Just to prove the point about how innovation comes from openness, the following was posted yesterday on BlastWare announcing that another part of the OpenSolaris community - indepedently from Sun - has reached a remakable milestone in their journey towards Polaris:


Sun Jan  8 17:55:14 EST 2006

This was built only minutes ago :

zulu:/export/os/polaris2/usr/src/uts/ppc/genunix> ll debug32/genunix
-rw-r--r-- 1 imp other 4065856 Jan 8 17:42 debug32/genunix

zulu:/export/os/polaris2/usr/src/uts/ppc/genunix> file debug32/genunix
debug32/genunix: ELF 32-bit MSB relocatable PowerPC Version 1

Ladies and Gentlemen, The OpenSolaris kernel for PowerPC has been built.
Its only a matter of a little time and we will put GRUB2 together with
PowerPC genunix and we will be running on the Genesi ODW.  All the software
at Blastwave will be ported in parallel and we will work with the SchilliX
distribution to ensure that we have a framework for AMD64 and UltraSparc
as well as PowerPC for community based open source software in general.

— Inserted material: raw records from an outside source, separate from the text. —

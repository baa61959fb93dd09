//! List construction and shadow-subscript semantics (`spec.md` §4.2).
//!
//! A list is an ordered, shared, mutable sequence of [`Value`]
//! (`ListHandle = Rc<RefCell<Vec<Value>>>`). Subscripting a list does not
//! hand back the element itself; it hands back a *shadow* — an
//! independent copy carrying a `shadow_of` back-reference to the slot it
//! came from, so that assigning through the shadow later mutates that
//! slot (`spec.md` §4.2, §8 property 5, scenario D).

use crate::error::ErrorKind;
use crate::value::{ListHandle, Value};
use num_traits::ToPrimitive;
use std::cell::RefCell;
use std::rc::Rc;

/// Build a new list from already-resolved elements, in the order given
/// (`spec.md` §4.2: "the first-pushed element is first in the list").
pub fn construct(elements: Vec<Value>) -> ListHandle {
    Rc::new(RefCell::new(elements))
}

/// External surface indices are 1-based (`spec.md` §3).
pub fn subscript(list: &ListHandle, one_based_index: &num_bigint::BigInt) -> Result<Value, ErrorKind> {
    let len = list.borrow().len();
    let idx = match one_based_index_to_usize(one_based_index, len) {
        Some(i) => i,
        None => {
            return Err(ErrorKind::IndexError {
                index: bigint_to_i64_lossy(one_based_index),
                len,
            })
        }
    };
    let element = list.borrow()[idx].clone().without_shadow();
    Ok(element.as_shadow(Rc::clone(list), idx))
}

/// Overwrite the slot a shadow refers to with a fresh, shadow-free copy
/// of `new_value`, and return that same copy (`spec.md` §4.2: "`Assign`
/// ... replaces that slot's value with a copy of the right-hand value,
/// and pushes the right-hand value's copy").
pub fn assign_through_shadow(list: &ListHandle, index: usize, new_value: Value) -> Value {
    let stored = new_value.without_shadow();
    let result = stored.clone();
    list.borrow_mut()[index] = stored;
    result
}

fn one_based_index_to_usize(index: &num_bigint::BigInt, len: usize) -> Option<usize> {
    let i = index.to_i64()?;
    if i < 1 || (i as usize) > len {
        None
    } else {
        Some((i - 1) as usize)
    }
}

fn bigint_to_i64_lossy(v: &num_bigint::BigInt) -> i64 {
    v.to_i64().unwrap_or(i64::MAX)
}

#[cfg(test)]
mod tests {
    use super::*;

    #[test]
    fn subscript_is_one_based() {
        let list = construct(vec![Value::int(10), Value::int(20), Value::int(30)]);
        let first = subscript(&list, &num_bigint::BigInt::from(1)).unwrap();
        assert_eq!(first.as_int().unwrap(), &num_bigint::BigInt::from(10));
    }

    #[test]
    fn subscript_out_of_range_is_index_error() {
        let list = construct(vec![Value::int(1)]);
        let err = subscript(&list, &num_bigint::BigInt::from(2)).unwrap_err();
        assert_eq!(err, ErrorKind::IndexError { index: 2, len: 1 });
    }

    #[test]
    fn assigning_through_shadow_mutates_origin_slot() {
        let list = construct(vec![Value::int(1), Value::int(2), Value::int(3)]);
        let shadow = subscript(&list, &num_bigint::BigInt::from(2)).unwrap();
        let shadow_of = shadow.shadow_of.clone().unwrap();
        assign_through_shadow(&shadow_of.list, shadow_of.index, Value::int(99));
        let values: Vec<i64> = list
            .borrow()
            .iter()
            .map(|v| v.as_int().unwrap().to_i64().unwrap())
            .collect();
        assert_eq!(values, vec![1, 99, 3]);
    }

    #[test]
    fn shadow_destruction_never_touches_origin() {
        let list = construct(vec![Value::int(7)]);
        let shadow = subscript(&list, &num_bigint::BigInt::from(1)).unwrap();
        drop(shadow);
        assert_eq!(list.borrow()[0].as_int().unwrap(), &num_bigint::BigInt::from(7));
    }
}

A special round of applause goes out for Cyril Plisko !


Yep, a port of OpenSolaris to the PowerPC is well under way. That's open source for you.


technorati del.icio.us digg slashdot

More Thaw: OpenSolaris does Mono

Today's "big thaw" item will shock some, but Erast Benson posted on the OpenSolaris forums yesterday with news that he's got Mono working on the Nexenta distribution of OpenSolaris. He's posted a screenshot to prove it.

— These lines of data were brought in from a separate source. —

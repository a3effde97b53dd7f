//! Task-name heuristic analyzer.
//!
//! Maps a free-text task title to a small suggestion set (due-date candidate,
//! priority keyword). Pure and synchronous: it runs on every keystroke in the
//! task modal, so matching is bounded pattern work only, with no I/O and no
//! unbounded backtracking (regex-lite).

use crate::types::Priority;
use chrono::{Datelike, Days, NaiveDate, Weekday};
use regex_lite::Regex;
use std::sync::OnceLock;

/// Suggestions derived from a task title.
#[derive(Debug, Clone, PartialEq, Eq, Default)]
pub struct Suggestions {
    /// Candidate due date, relative to the `today` passed to [`analyze`].
    pub due_date: Option<NaiveDate>,
    /// Candidate priority from keyword matching.
    pub priority: Option<Priority>,
    /// The title fragments that triggered suggestions, in match order.
    pub matched: Vec<String>,
}

impl Suggestions {
    pub fn is_empty(&self) -> bool {
        self.due_date.is_none() && self.priority.is_none()
    }
}

fn re_in_days() -> &'static Regex {
    static RE: OnceLock<Regex> = OnceLock::new();
    RE.get_or_init(|| Regex::new(r"(?i)\bin (\d{1,3}) days?\b").unwrap())
}

fn re_next_week() -> &'static Regex {
    static RE: OnceLock<Regex> = OnceLock::new();
    RE.get_or_init(|| Regex::new(r"(?i)\bnext week\b").unwrap())
}

fn re_tomorrow() -> &'static Regex {
    static RE: OnceLock<Regex> = OnceLock::new();
    RE.get_or_init(|| Regex::new(r"(?i)\btomorrow\b").unwrap())
}

fn re_today() -> &'static Regex {
    static RE: OnceLock<Regex> = OnceLock::new();
    RE.get_or_init(|| Regex::new(r"(?i)\b(?:today|tonight)\b").unwrap())
}

fn re_weekday() -> &'static Regex {
    static RE: OnceLock<Regex> = OnceLock::new();
    RE.get_or_init(|| {
        Regex::new(
            r"(?i)\b(?:on |next )?(monday|tuesday|wednesday|thursday|friday|saturday|sunday)\b",
        )
        .unwrap()
    })
}

fn re_priority_high() -> &'static Regex {
    static RE: OnceLock<Regex> = OnceLock::new();
    RE.get_or_init(|| Regex::new(r"(?i)\b(?:urgent|asap|critical|important|high priority)\b").unwrap())
}

fn re_priority_low() -> &'static Regex {
    static RE: OnceLock<Regex> = OnceLock::new();
    RE.get_or_init(|| Regex::new(r"(?i)\b(?:low priority|someday|whenever)\b").unwrap())
}

fn weekday_from_name(name: &str) -> Option<Weekday> {
    match name.to_lowercase().as_str() {
        "monday" => Some(Weekday::Mon),
        "tuesday" => Some(Weekday::Tue),
        "wednesday" => Some(Weekday::Wed),
        "thursday" => Some(Weekday::Thu),
        "friday" => Some(Weekday::Fri),
        "saturday" => Some(Weekday::Sat),
        "sunday" => Some(Weekday::Sun),
        _ => None,
    }
}

/// The next calendar date strictly after `today` falling on `target`.
fn next_weekday(today: NaiveDate, target: Weekday) -> Option<NaiveDate> {
    let ahead = (target.num_days_from_monday() + 7 - today.weekday().num_days_from_monday()) % 7;
    let ahead = if ahead == 0 { 7 } else { ahead };
    today.checked_add_days(Days::new(ahead as u64))
}

/// Analyze a task title against the given reference date.
///
/// Pure: identical inputs yield identical output and the title is never
/// mutated. The first matching date phrase wins, most specific first.
pub fn analyze(title: &str, today: NaiveDate) -> Suggestions {
    let mut suggestions = Suggestions::default();

    if let Some(caps) = re_in_days().captures(title) {
        if let Ok(n) = caps[1].parse::<u64>() {
            suggestions.due_date = today.checked_add_days(Days::new(n));
            suggestions.matched.push(caps[0].to_string());
        }
    } else if let Some(m) = re_next_week().find(title) {
        suggestions.due_date = today.checked_add_days(Days::new(7));
        suggestions.matched.push(m.as_str().to_string());
    } else if let Some(m) = re_tomorrow().find(title) {
        suggestions.due_date = today.checked_add_days(Days::new(1));
        suggestions.matched.push(m.as_str().to_string());
    } else if let Some(m) = re_today().find(title) {
        suggestions.due_date = Some(today);
        suggestions.matched.push(m.as_str().to_string());
    } else if let Some(caps) = re_weekday().captures(title) {
        if let Some(target) = weekday_from_name(&caps[1]) {
            suggestions.due_date = next_weekday(today, target);
            suggestions.matched.push(caps[0].trim().to_string());
        }
    }

    if let Some(m) = re_priority_high().find(title) {
        suggestions.priority = Some(Priority::High);
        suggestions.matched.push(m.as_str().to_string());
    } else if let Some(m) = re_priority_low().find(title) {
        suggestions.priority = Some(Priority::Low);
        suggestions.matched.push(m.as_str().to_string());
    }

    suggestions
}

So where is all this thawing coming from? We've seen Sun contributing widely and consistently to what most people call "Linux". We've seen NetBeans get Derby support, Eclipse get Glassfish support, NetBeans get the ability to deploy on IBM's proprietary Websphere. And now we see Mono running on OpenSolaris (whatever you think about Mono, which is another subject entirely).

I'll tell you where it's coming from! This is the freedom that free and open source software is all about. Once you open the source code so that anyone can do what they want with it, they do! All the other things that make up F/OSS are just the enablers, and we spend way too much of our energy arguing about them to the point where it gets transparently religious. The real test of open source is whether we see "dividing walls of hostility" being breached or built.

When people build those walls, that's proprietary behaviour, whether it's the actions of a vendor like Sun or IBM or the actions of an open source community. When people innovate unexpectedly around a body of source code, you can tell by the fruit they are growing that it's actually open.


Update: David Berlind has pointed to some of the entries in this series calling them "NetBeans momentum builders". But that's not what they are. I'm not (in this context anyway) being partisan, as today's entry shows. Rather, my point is that believing the only dynamic is a competitive one misses the whole point of open source.